The previous post showed the t-values for each parcel with the different preprocessings, but it's still a lot to absorb, and not all parcels are equally interesting. I thought it'd be useful to concentrate on the parcels with the largest high > low cognitive control effects in all four tasks, so tried a simple threshold: which parcels have t > 1 (uncorrected) in all four of the tasks, and all four of the preprocessing combinations? The twenty parcels above pass this test, and their anatomic locations are quite sensible for high > low cognitive control. This parcel-picking strategy is somewhat arbitrary, but seems reasonably unbiased.

The coefficients for each participant were shown in the previous post. To summarize those distributions, these scatterplots show the t-values for the 20 parcels (each plotting symbol a unique parcel). The number of parcels on each side of the diagonal are listed in the corners. When analyzing surfaces, more parcels had higher t-values when preprocessing was with fMRIPrep in all four tasks, most prominently Cuedts. When analyzing volumes the story was mixed (equal split of parcels in Axcpt, higher t-values with fMRIPrep in Cuedts and Sternberg; higher t-values with HCP on Stroop). Comparing surface and volume within each preprocessing (second set of scatterplots), there were higher t-values in volumes in three of the four tasks for HCP; two of the four for fMRIPrep.

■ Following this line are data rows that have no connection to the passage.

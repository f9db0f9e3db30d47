use quill_core::types::DbId;

/// Error type for the persistence collaborators.
#[derive(Debug, thiserror::Error)]
pub enum StoreError {
    #[error("{entity} with id {id} not found")]
    NotFound { entity: &'static str, id: DbId },

    /// The write carried a stale version; a concurrent transition won.
    /// The caller must reload and retry or reject, never overwrite.
    #[error("Version conflict on {entity} with id {id}: expected {expected}, found {found}")]
    VersionConflict {
        entity: &'static str,
        id: DbId,
        expected: i64,
        found: i64,
    },

    /// The backing store failed in a way the core cannot interpret.
    #[error("Store backend error: {0}")]
    Backend(String),
}
//! In-process event bus backed by a `tokio::sync::broadcast` channel.
//!
//! [`EventBus`] is the publish/subscribe hub for [`DomainEvent`]s emitted
//! by the lifecycle services. Publishing is fire-and-forget: the caller's
//! request completes once the event is on the channel, never when the
//! subscribers finish.

use serde::Serialize;
use tokio::sync::broadcast;

use quill_core::types::{DbId, Timestamp};

// ---------------------------------------------------------------------------
// DomainEvent
// ---------------------------------------------------------------------------

/// A typed domain event carrying the item id and the relevant actor ids.
///
/// Subscribers must tolerate at-least-once, out-of-order delivery across
/// distinct event types; no cross-type ordering is promised.
#[derive(Debug, Clone, PartialEq, Serialize)]
pub enum DomainEvent {
    /// An article became publicly visible for the first time or again.
    ArticlePublished { article_id: DbId, author_id: DbId },
    /// A published article's body changed; derived data must refresh.
    ArticleEdited { article_id: DbId },
    /// A comment passed moderation.
    CommentApproved { comment_id: DbId, author_id: DbId },
    /// A new comment replied to an existing one.
    CommentReplied {
        comment_id: DbId,
        parent_comment_id: DbId,
        replied_user_id: DbId,
        replier_id: DbId,
    },
    /// A comment @-mentioned one or more users.
    UserMentioned {
        comment_id: DbId,
        mentioned_user_ids: Vec<DbId>,
        mentioner_id: DbId,
    },
    /// A reader liked a comment.
    CommentLiked { comment_id: DbId, user_id: DbId },
    /// A reader withdrew a like.
    CommentUnliked { comment_id: DbId, user_id: DbId },
}

impl DomainEvent {
    /// Dot-separated event name used in logs.
    pub fn event_type(&self) -> &'static str {
        match self {
            Self::ArticlePublished { .. } => "article.published",
            Self::ArticleEdited { .. } => "article.edited",
            Self::CommentApproved { .. } => "comment.approved",
            Self::CommentReplied { .. } => "comment.replied",
            Self::UserMentioned { .. } => "comment.mentioned",
            Self::CommentLiked { .. } => "comment.liked",
            Self::CommentUnliked { .. } => "comment.unliked",
        }
    }
}

/// A [`DomainEvent`] plus its emission timestamp.
#[derive(Debug, Clone, PartialEq, Serialize)]
pub struct EventEnvelope {
    pub event: DomainEvent,
    /// When the event was published (UTC).
    pub timestamp: Timestamp,
}

impl EventEnvelope {
    pub fn new(event: DomainEvent) -> Self {
        Self {
            event,
            timestamp: chrono::Utc::now(),
        }
    }
}

// ---------------------------------------------------------------------------
// EventBus
// ---------------------------------------------------------------------------

/// Default buffer capacity for the broadcast channel.
const DEFAULT_CAPACITY: usize = 1024;

/// In-process fan-out event bus.
///
/// Wraps a [`broadcast::Sender`] so any number of subscribers can
/// independently receive every published event. Designed to be shared via
/// `Arc<EventBus>`.
pub struct EventBus {
    sender: broadcast::Sender<EventEnvelope>,
}

impl EventBus {
    /// Create a bus with a specific channel capacity.
    ///
    /// When the buffer is full the oldest un-consumed envelopes are
    /// dropped and slow receivers observe a `RecvError::Lagged`.
    pub fn new(capacity: usize) -> Self {
        let (sender, _) = broadcast::channel(capacity);
        Self { sender }
    }

    /// Publish an event to all current subscribers.
    ///
    /// With zero subscribers the event is silently dropped; emitting is
    /// never an error for the caller.
    pub fn publish(&self, event: DomainEvent) {
        tracing::debug!(event_type = event.event_type(), "Publishing event");
        // Ignore the SendError — it only means there are zero receivers.
        let _ = self.sender.send(EventEnvelope::new(event));
    }

    /// Subscribe to all events published on this bus.
    pub fn subscribe(&self) -> broadcast::Receiver<EventEnvelope> {
        self.sender.subscribe()
    }
}

impl Default for EventBus {
    fn default() -> Self {
        Self::new(DEFAULT_CAPACITY)
    }
}

// ---------------------------------------------------------------------------
// Tests
// ---------------------------------------------------------------------------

The t-values are a rough measure of effect size, but don't consider the entire distribution; another strategy is to fit mixed models, which allows the coefficients for each person to be included. These really can't be sensibly summarized in a few sentences; see the last few pages of this knitr (source here) for the output. But very briefly, I used this setup for the first model (R nlme code): lme(fixed=diff~surf.vol*hcp.fp*task.id, random=list(sub.id=~1, parcel.id=~1, task.id=~1), data=mm.tbl); where surf.vol was "surface" or "volume" and hcp.fp was "HCP" or "fMRIPrep"; sub.id, parcel.id, and task.id labeled the subjects, parcels (20 shown above) and tasks. Consistent with the graphs above, this model had significant interactions of surf.vol:hcp.fp and surf.vol:task.id. Looking only at volumes, the hcp.fp effect was significant, with fMRIPrep > HCP. Within only surfaces there was still an interaction of hcp.fp and task.id, so the dataset had to be subsetted further. In these smaller models, fMRIPrep surfaces > HCP surfaces in all tasks; fMRIPrep surfaces > fMRIPrep volumes in all but Cuedts. Here is the output from this reduced model for Axcpt; the other tasks are here.

summary thoughts

This has been a long series of posts, and I hope interesting and useful! I've included quite a few details in these posts, but not the full dataset; we do plan to make it available, but it is obviously quite a lot and not simple to share. It seems most useful to release the preprocessed 4d images along with the afni code and key model output (most of the post-afni model code is in the knitrs linked in these posts); please contact me if you'd like something specific.

My overall impression? fMRIPrep looks preferable for preprocessing, and surface analysis looks good. I was honestly hoping that surfaces wouldn't turn out so well, since I find the formats bothersome, interpolation problematic, and the preprocessing time consuming. Volumes are obviously required for subcortical areas, but for now, we will continue to run cortical surface GLMs.

There are of course many other comparisons that can be made, and some other analyses that I did that aren't in these posts. I made a good faith effort to set up the comparisons to have the final GLM statistics as equivalent and unbiased as possible, but of course not everything can be made equal (e.g., there are more vertices per parcel with the HCP than the fMRIPrep preprocessing because of the different surface meshes). 

It's hard to say how well these results will hold for other datasets; for example, I did not fit simple GLMs since the aim was to compare the DMCC's GLMs. Different acquisition parameters may influence the results quite a bit, particularly voxel size for surface analysis (at some larger sizes I would expect surface analysis to fail). I am very curious to hear about the results if anyone else tries comparisons like these, to see how typical they are. But for now, we're using fMRIPrep for new task fMRI experiments.